**Required action:**
What is needed is every line of the material that contains "Some".

**Supplied data:**
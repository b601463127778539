use ratatui::style::Color;
use std::fmt::{Display, Formatter};

/// Column titles, in the order every row carries its fields.
pub const HEADER: [&str; 7] = ["Type", "Namespace", "Name", "Status", "Node", "IPs", "Age"];

#[derive(Debug, Clone, Copy, Eq, PartialEq, Hash, Ord, PartialOrd)]
pub enum ResourceKind {
    Node,
    Service,
    Deployment,
    Pod,
}

impl ResourceKind {
    pub const ALL: [Self; 4] = [Self::Node, Self::Service, Self::Deployment, Self::Pod];

    pub fn tag(self) -> &'static str {
        match self {
            Self::Node => "[node]",
            Self::Service => "[svc]",
            Self::Deployment => "[deploy]",
            Self::Pod => "[pod]",
        }
    }

    /// Nodes are cluster-scoped and never hidden as system resources.
    pub fn namespaced(self) -> bool {
        !matches!(self, Self::Node)
    }
}

impl Display for ResourceKind {
    fn fmt(&self, f: &mut Formatter<'_>) -> std::fmt::Result {
        let name = match self {
            Self::Node => "nodes",
            Self::Service => "services",
            Self::Deployment => "deployments",
            Self::Pod => "pods",
        };
        write!(f, "{name}")
    }
}

/// Foreground colors available to rows.
#[derive(Debug, Clone, Copy, Eq, PartialEq)]
pub enum Tint {
    Red,
    Yellow,
    Blue,
    Magenta,
    Cyan,
}

impl Tint {
    pub fn color(self) -> Color {
        match self {
            Self::Red => Color::Red,
            Self::Yellow => Color::Yellow,
            Self::Blue => Color::Blue,
            Self::Magenta => Color::Magenta,
            Self::Cyan => Color::Cyan,
        }
    }

    /// SGR foreground code.
    pub fn ansi_code(self) -> u8 {
        match self {
            Self::Red => 31,
            Self::Yellow => 33,
            Self::Blue => 34,
            Self::Magenta => 35,
            Self::Cyan => 36,
        }
    }
}

#[derive(Debug, Clone, Copy, Eq, PartialEq)]
pub struct Palette {
    pub node: Tint,
    pub service: Tint,
    pub deployment: Tint,
    pub pod: Tint,
    pub failed: Tint,
}

impl Palette {
    pub fn for_kind(&self, kind: ResourceKind) -> Tint {
        match kind {
            ResourceKind::Node => self.node,
            ResourceKind::Service => self.service,
            ResourceKind::Deployment => self.deployment,
            ResourceKind::Pod => self.pod,
        }
    }
}

impl Default for Palette {
    fn default() -> Self {
        Self {
            node: Tint::Yellow,
            service: Tint::Blue,
            deployment: Tint::Magenta,
            pod: Tint::Cyan,
            failed: Tint::Red,
        }
    }
}

/// One pre-formatted, colored table cell.
#[derive(Debug, Clone, Eq, PartialEq)]
pub struct Field {
    text: String,
    tint: Tint,
    rendered: String,
}

impl Field {
    pub fn new(text: impl Into<String>, tint: Tint) -> Self {
        let text = text.into();
        let rendered = format!("\x1b[{}m{text}\x1b[0m", tint.ansi_code());
        Self {
            text,
            tint,
            rendered,
        }
    }

    pub fn text(&self) -> &str {
        &self.text
    }

    pub fn tint(&self) -> Tint {
        self.tint
    }

    /// The color-annotated form, as it would be written to a plain terminal.
    pub fn rendered(&self) -> &str {
        &self.rendered
    }
}

#[derive(Debug, Clone, Eq, PartialEq)]
pub struct Row {
    fields: Vec<Field>,
}

impl Row {
    pub fn new(fields: Vec<Field>) -> Self {
        Self { fields }
    }

    pub fn fields(&self) -> &[Field] {
        &self.fields
    }

    pub fn len(&self) -> usize {
        self.fields.len()
    }

    pub fn field(&self, index: usize) -> Option<&Field> {
        self.fields.get(index)
    }
}

impl Ord for Row {
    fn cmp(&self, other: &Self) -> std::cmp::Ordering {
        self.fields
            .iter()
            .map(Field::rendered)
            .cmp(other.fields.iter().map(Field::rendered))
    }
}

impl PartialOrd for Row {
    fn partial_cmp(&self, other: &Self) -> Option<std::cmp::Ordering> {
        Some(self.cmp(other))
    }
}

/// All rows gathered during one refresh cycle.
pub type Snapshot = Vec<Row>;

#[derive(Debug, Clone, Eq, PartialEq)]
pub enum NamespaceScope {
    All,
    Named(String),
}

impl NamespaceScope {
    pub fn from_filter(namespace: Option<&str>) -> Self {
        match namespace {
            Some(namespace) => Self::Named(namespace.to_string()),
            None => Self::All,
        }
    }

    pub fn admits(&self, namespace: &str) -> bool {
        match self {
            Self::All => true,
            Self::Named(expected) => expected == namespace,
        }
    }
}

impl Display for NamespaceScope {
    fn fmt(&self, f: &mut Formatter<'_>) -> std::fmt::Result {
        match self {
            Self::All => write!(f, "all"),
            Self::Named(namespace) => write!(f, "{namespace}"),
        }
    }
}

**Answer to the problem:**
        Some(self.cmp(other))
            Some(namespace) => Self::Named(namespace.to_string()),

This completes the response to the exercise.